Ik hoop dat we het erover eens zijn dat een amoebe, of ze nu een huis heeft of niet, een bepaald gedrag vertoont. Wanneer ze een schijnvoet uitstulpt in een bepaalde richting dan vertoont ze een gedrag dat gestuurd wordt. Zelfs als je er wil vanuit gaan dat de gekozen richting willekeurig is, dan wordt er vanuit het organisme een instructie gegeven om iets te ondernemen in plaats van niets te doen en dat bepaalde voedseldeeltje op te nemen. Ik heb er geen idee van hoe dit in zijn werk gaat maar laten we ons even enkele essentiële mechanische processen voorstellen. Sommige zandkorrels zullen te klein zijn om te worden opgenomen in het cytoplasma, anderen te groot. Er moet dus geselecteerd worden. Maar het is duidelijk dat er door de bouwende amoede meerdere beslissingen moeten genomen worden. Ze dient zich ervan te vergewissen dat ze voldoende zandkorrels heeft opgenomen om een nieuw huis te bouwen. Misschien ziet ze er zelfs op toe dat ze niet teveel korrels in voorraad neemt. Ze dient zowel in zeer kleine deeltjes als grote te voorzien. Als het werk vordert, hoe weet ze dan dat ze bijvoorbeeld geen kleine deeltjes tekort heeft? Wat met het bouwproces zelf? Het is duidelijk dat er een proces is dat de juiste deeltjes naar de juiste plaats brengt en die dan op een precieze manier aaneen zet. Dat proces vereist enige uitrusting om het bouwmateriaal te manipuleren. Wij gebruiken onze handen om stenen en specie te verwerken. Difflugia coronata maakt gebruik van intracellulaire eenheden. Deze amoebe vertoont een bouwgedrag waarbij wordt beslist wat er dient te gebeuren en welke eenheden daarvoor in het werk dienen te worden gesteld. "

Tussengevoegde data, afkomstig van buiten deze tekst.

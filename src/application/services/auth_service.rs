//! Authentication Service
//!
//! Issues and verifies opaque session tokens.
//!
//! A token is the JSON payload sealed under the current data key:
//!
//! ```text
//! "v1." + base64url_nopad( IV(12) || AES-256-GCM(payload) )
//! ```
//!
//! The payload snapshots the subject's handle and password hash. Verification
//! compares the snapshot with the live record, so changing either revokes
//! every token issued before the change without any blacklist.

use std::sync::Arc;

use async_trait::async_trait;
use base64::{engine::general_purpose::URL_SAFE_NO_PAD, Engine as _};
use chrono::{DateTime, Duration, Utc};
use serde::{Deserialize, Serialize};
use tracing::{debug, instrument};

use super::key_lifecycle::{DataKey, KeyLifecycleManager, KeyStoreError};
use crate::domain::{KeyRepository, User, UserRepository};
use crate::infrastructure::metrics;
use crate::shared::clock::Clock;
use crate::shared::crypto;
use crate::shared::error::AppError;

/// Version prefix of the current token format.
pub const TOKEN_PREFIX: &str = "v1.";

const TOKEN_AAD: &[u8] = b"delta.session.v1";

/// Authentication service trait for dependency injection
#[cfg_attr(test, mockall::automock)]
#[async_trait]
pub trait AuthService: Send + Sync {
    /// Seal a new token for the subject's current credentials.
    async fn issue(
        &self,
        subject_id: &str,
        handle: &str,
        password_hash: &str,
    ) -> Result<String, AuthError>;

    /// Resolve a token to its live subject.
    async fn verify(&self, token: &str) -> Result<User, AuthError>;

    /// The user's stored token while it still verifies, otherwise a new one.
    async fn ensure_token(&self, user: &User) -> Result<String, AuthError>;
}

/// Decrypted token contents.
#[derive(Debug, Clone, PartialEq, Eq, Serialize, Deserialize)]
pub struct SessionTokenPayload {
    pub subject_id: String,
    pub handle: String,
    pub password_hash: String,
    #[serde(with = "chrono::serde::ts_milliseconds")]
    pub expires_at: DateTime<Utc>,
}

/// Authentication errors
#[derive(Debug, thiserror::Error)]
pub enum AuthError {
    #[error("Malformed token")]
    Malformed,

    #[error("Token revoked")]
    Revoked,

    #[error("Token expired")]
    Expired,

    #[error(transparent)]
    KeyStore(#[from] KeyStoreError),

    #[error("Subject lookup unavailable: {0}")]
    Unavailable(String),

    #[error("Internal error: {0}")]
    Internal(String),
}

impl AuthError {
    /// The token itself was rejected, as opposed to the check failing.
    pub fn is_rejection(&self) -> bool {
        matches!(self, Self::Malformed | Self::Revoked | Self::Expired)
    }

    fn as_label(&self) -> &'static str {
        match self {
            Self::Malformed => "malformed",
            Self::Revoked => "revoked",
            Self::Expired => "expired",
            _ => "error",
        }
    }
}

impl From<AuthError> for AppError {
    fn from(err: AuthError) -> Self {
        match err {
            AuthError::Malformed | AuthError::Revoked | AuthError::Expired => {
                AppError::Unauthorized(err.to_string())
            }
            AuthError::KeyStore(e) => e.into(),
            AuthError::Unavailable(msg) => AppError::Unavailable(msg),
            AuthError::Internal(msg) => AppError::Internal(msg),
        }
    }
}

/// Token authenticator
pub struct TokenAuthenticator<R, U>
where
    R: KeyRepository,
    U: UserRepository,
{
    keys: Arc<KeyLifecycleManager<R>>,
    user_repo: Arc<U>,
    clock: Arc<dyn Clock>,
    token_lifetime: Duration,
}

impl<R, U> TokenAuthenticator<R, U>
where
    R: KeyRepository,
    U: UserRepository,
{
    /// Create a new TokenAuthenticator
    pub fn new(
        keys: Arc<KeyLifecycleManager<R>>,
        user_repo: Arc<U>,
        clock: Arc<dyn Clock>,
        token_lifetime: Duration,
    ) -> Self {
        Self {
            keys,
            user_repo,
            clock,
            token_lifetime,
        }
    }

    async fn check(&self, token: &str) -> Result<User, AuthError> {
        let data_key = self.keys.current_data_key().await?;
        let payload = decode_token(&data_key, token).ok_or(AuthError::Malformed)?;

        let user = self
            .user_repo
            .find_by_id(&payload.subject_id)
            .await
            .map_err(|e| AuthError::Unavailable(e.to_string()))?
            .ok_or(AuthError::Malformed)?;

        if user.disabled || !user.credentials_match(&payload.handle, &payload.password_hash) {
            return Err(AuthError::Revoked);
        }

        if self.clock.now() >= payload.expires_at {
            return Err(AuthError::Expired);
        }

        Ok(user)
    }
}

#[async_trait]
impl<R, U> AuthService for TokenAuthenticator<R, U>
where
    R: KeyRepository + 'static,
    U: UserRepository + 'static,
{
    #[instrument(skip(self, handle, password_hash))]
    async fn issue(
        &self,
        subject_id: &str,
        handle: &str,
        password_hash: &str,
    ) -> Result<String, AuthError> {
        let data_key = self.keys.current_data_key().await?;
        let payload = SessionTokenPayload {
            subject_id: subject_id.to_string(),
            handle: handle.to_string(),
            password_hash: password_hash.to_string(),
            expires_at: self.clock.now() + self.token_lifetime,
        };

        let token = encode_token(&data_key, &payload)?;
        metrics::record_token_issued();
        debug!(expires_at = %payload.expires_at, "Issued session token");
        Ok(token)
    }

    #[instrument(skip_all)]
    async fn verify(&self, token: &str) -> Result<User, AuthError> {
        let result = self.check(token).await;
        match &result {
            Ok(user) => {
                metrics::record_token_verification("ok");
                debug!(subject_id = %user.id, "Verified session token");
            }
            Err(e) => {
                metrics::record_token_verification(e.as_label());
                debug!(error = %e, "Rejected session token");
            }
        }
        result
    }

    async fn ensure_token(&self, user: &User) -> Result<String, AuthError> {
        if let Some(token) = &user.token {
            match self.verify(token).await {
                Ok(subject) if subject.id == user.id => return Ok(token.clone()),
                Ok(_) => {}
                Err(e) if e.is_rejection() => {}
                Err(e) => return Err(e),
            }
        }

        self.issue(&user.id, &user.handle, &user.password_hash).await
    }
}

/// Seal `payload` into a token string.
pub fn encode_token(data_key: &DataKey, payload: &SessionTokenPayload) -> Result<String, AuthError> {
    let json = serde_json::to_vec(payload)
        .map_err(|e| AuthError::Internal(format!("Token serialization failed: {}", e)))?;
    let sealed = crypto::seal(data_key, &json, TOKEN_AAD).map_err(KeyStoreError::from)?;

    Ok(format!("{}{}", TOKEN_PREFIX, URL_SAFE_NO_PAD.encode(sealed)))
}

/// Open a token string. `None` for anything that is not a token sealed under
/// `data_key`.
pub fn decode_token(data_key: &DataKey, token: &str) -> Option<SessionTokenPayload> {
    let body = token.strip_prefix(TOKEN_PREFIX)?;
    let sealed = URL_SAFE_NO_PAD.decode(body).ok()?;
    let json = crypto::open(data_key, &sealed, TOKEN_AAD).ok()?;
    serde_json::from_slice(&json).ok()
}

De beschrijving van Hansell geeft alleen maar verslag van hoe het bouwproces verloopt maar wat de sturende kracht is, blijft een raadsel. Hier wordt op microschaal met materiaal uit de omgeving een verbazend stukje architectuur getoond. Het is een bolvormig onderkomen opgebouwd uit een paar honderd deeltjes die aan mekaar worden gekleefd met een grote cirkelvormige opening. Boven op de behuizing staan 7 à 8 doornachtige uitsteeksels gebouwd van grote partikels aan de basis en uiterst kleine op de top die een scherpe punt vormen. Het meest opvallende deel van de ganse constructie is de rand rondom de opening die een kroonachtige structuur heeft en is opgebouwd uit zulke kleine deeltjes dat ze niet meer te onderscheiden zijn tussen de kleefmassa die hen bindt. Deze kroonvormige rand vinden we dan ook terug in de wetenschappelijke soortnaam die deze amoebe meekreeg, namelijk coronata.
Aangezien de amoebe in het water leeft, dient ze tevens gebruik te maken van een kleefstof die niet in water oplost want anders is de constructie geen lang leven beschoren.
Waar zuiver toeval en gebrek aan doelgerichtheid niet allemaal toe in staat is!